Travis等[37]在切除的肺腫瘤組織中利用免疫組織化學染色C4.4A評分發現C4.4A在肺腺癌高表達。同時,Jacobsen等[35]運用C4.4A評分(強度×頻率)在肺腺癌中針對C4.4A對非小細胞肺癌患者生存率的影響分析時,也發現C4.4A在肺腺癌中的高表達。
另外,Jacobsen[38]通過抗體染色免疫反應發現在正常肺組織中未見C4.4A表達,而不典型腺瘤樣增生(AAH)、原位癌、浸潤性癌表達依次升高。盡管C4.4A功能尚不完全清楚,但C4.4A蛋白具有一種前端表達的特性,這種特性在食管癌[15]、結腸癌[17]都有發現,這些研究提示C4.4A蛋白為可做為潛在肺癌早期診斷標志物。

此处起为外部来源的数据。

//! Domain-level error types.
//!
//! These errors are transport agnostic. Inbound adapters map them to HTTP
//! responses or any other protocol-specific envelope. The payload always
//! carries the human-readable text under the `error` key so clients can rely
//! on a single field regardless of the failure category.

use serde::{Deserialize, Serialize};
use serde_json::Value;

use super::TraceId;

/// Stable machine-readable error code describing the failure category.
#[derive(Debug, Clone, Copy, PartialEq, Eq, Hash, Serialize, Deserialize)]
#[non_exhaustive]
#[serde(rename_all = "snake_case")]
pub enum ErrorCode {
    /// The request is malformed or fails validation.
    InvalidRequest,
    /// The caller's token is missing, undecodable, or lacks the required claims.
    Unauthorized,
    /// A downstream collaborator (object store, record store) rejected the call.
    BadGateway,
    /// A downstream collaborator did not answer within the call budget.
    GatewayTimeout,
    /// An unexpected error occurred inside the service.
    InternalError,
}

impl ErrorCode {
    /// Fallback message used when a constructor receives blank text.
    #[must_use]
    pub const fn default_message(self) -> &'static str {
        match self {
            Self::InvalidRequest => "Invalid request",
            Self::Unauthorized => "Unauthorized",
            Self::BadGateway => "Upstream service failure",
            Self::GatewayTimeout => "Upstream service timed out",
            Self::InternalError => "Internal server error",
        }
    }
}

/// Error payload shared by every adapter.
///
/// ## Invariants
/// - `message` is non-empty once trimmed of whitespace.
///
/// # Examples
/// ```
/// use hotel_admin::domain::{Error, ErrorCode};
///
/// let err = Error::invalid_request("hotelRating must be an integer");
/// assert_eq!(err.code(), ErrorCode::InvalidRequest);
/// assert_eq!(err.message(), "hotelRating must be an integer");
/// ```
#[derive(Debug, Clone, PartialEq, Serialize)]
#[serde(into = "ErrorDto")]
pub struct Error {
    code: ErrorCode,
    message: String,
    trace_id: Option<String>,
    details: Option<Value>,
}

impl Error {
    /// Create a new error, capturing the trace identifier in scope.
    ///
    /// Blank messages are replaced by [`ErrorCode::default_message`].
    pub fn new(code: ErrorCode, message: impl Into<String>) -> Self {
        let message = message.into();
        let message = if message.trim().is_empty() {
            code.default_message().to_owned()
        } else {
            message
        };
        Self {
            code,
            message,
            trace_id: TraceId::current().map(|id| id.to_string()),
            details: None,
        }
    }

    /// Stable machine-readable error code.
    pub fn code(&self) -> ErrorCode {
        self.code
    }

    /// Human-readable message returned to adapters.
    pub fn message(&self) -> &str {
        self.message.as_str()
    }

    /// Correlation identifier captured when the error was built.
    pub fn trace_id(&self) -> Option<&str> {
        self.trace_id.as_deref()
    }

    /// Supplementary error details for adapters.
    pub fn details(&self) -> Option<&Value> {
        self.details.as_ref()
    }

    /// Attach structured details to the error.
    ///
    /// # Examples
    /// ```
    /// use hotel_admin::domain::Error;
    /// use serde_json::json;
    ///
    /// let err = Error::invalid_request("bad").with_details(json!({ "field": "hotelPrice" }));
    /// assert!(err.details().is_some());
    /// ```
    pub fn with_details(mut self, details: Value) -> Self {
        self.details = Some(details);
        self
    }

    /// Replace the trace identifier.
    pub fn with_trace_id(mut self, trace_id: impl Into<String>) -> Self {
        self.trace_id = Some(trace_id.into());
        self
    }

    /// Convenience constructor for [`ErrorCode::InvalidRequest`].
    pub fn invalid_request(message: impl Into<String>) -> Self {
        Self::new(ErrorCode::InvalidRequest, message)
    }

    /// Convenience constructor for [`ErrorCode::Unauthorized`].
    pub fn unauthorized(message: impl Into<String>) -> Self {
        Self::new(ErrorCode::Unauthorized, message)
    }

    /// Convenience constructor for [`ErrorCode::BadGateway`].
    pub fn bad_gateway(message: impl Into<String>) -> Self {
        Self::new(ErrorCode::BadGateway, message)
    }

    /// Convenience constructor for [`ErrorCode::GatewayTimeout`].
    pub fn gateway_timeout(message: impl Into<String>) -> Self {
        Self::new(ErrorCode::GatewayTimeout, message)
    }

    /// Convenience constructor for [`ErrorCode::InternalError`].
    pub fn internal(message: impl Into<String>) -> Self {
        Self::new(ErrorCode::InternalError, message)
    }
}

impl std::fmt::Display for Error {
    fn fmt(&self, f: &mut std::fmt::Formatter<'_>) -> std::fmt::Result {
        write!(f, "{}", self.message)
    }
}

impl std::error::Error for Error {}

#[derive(Debug, Clone, Serialize)]
#[serde(rename_all = "camelCase")]
struct ErrorDto {
    #[serde(rename = "error")]
    message: String,
    code: ErrorCode,
    #[serde(skip_serializing_if = "Option::is_none")]
    trace_id: Option<String>,
    #[serde(skip_serializing_if = "Option::is_none")]
    details: Option<Value>,
}

impl From<Error> for ErrorDto {
    fn from(value: Error) -> Self {
        Self {
            message: value.message,
            code: value.code,
            trace_id: value.trace_id,
            details: value.details,
        }
    }
}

最近一系列研究間接證明了抑癌基因LKB1與C4.4A在肺腺癌發生機制中存在一定的負向調控作用。研究[39]顯示,LKB1通過2種方式進行調節。首先,LKB1抑制癌促活化因子3抗體(polymoma virus enhancer-3,PEA3)的表達,促使環氧化酶-2(cyclooxygenase-2,COX-2)mRNA合成和蛋白表達減少;第二種方式LKB1通過磷酸化蛋白激酶(AMP activatedprotein kinase,AMPK),激活AMPK,實現對mTOR活性的負向調控,進而逐級調控其下游缺氧誘導因子HIF1(hypoxiainducible factor 1,HIF1)、賴氨酰氧化酶(lysyl oxidase,LOX)和局部粘著斑激酶(focal adhesion kinase,FAK)。由于LKB1是一個抑癌基因,所以其本身并不是一個理想的藥物靶點,但是如果我們能直接證明C4.4A與LKB1的負向調控關系,這將意味著C4.4A可能與LKB1信號通路的下游蛋白一起成為治療的潛在靶點,見圖 2。
圖2
LKB1及其下游相關靶點信號通路結構示意圖
4 結語
目前,就NSCLC患者而言,大部分患者在明確診斷時已處于晚期。我們對其采取傳統的低劑量放療加新輔助化療的方法,治療效果并不能令人滿意,患者生活質量及生存率并無顯著改善,所以在NSCLC患者治療上,早期發現、早期診斷、早期治療顯得尤為重要。隨著分子生物學不斷發展和基因組學日益完善,新的靶點基因的發現,腫瘤標志物檢測將是肺癌診斷的重要措施。目前,關于C4.4A的研究較少,但比較肯定的是C4.4A與肺癌的轉移密切相關,尤其C4.4A是否通過抑癌基因LKB1信號通路參與肺癌演變過程備受關注,以及能否用C4.4A表達程度預測LKB1途徑介導的靶向治療療效將是今后肺癌研究的重要內容。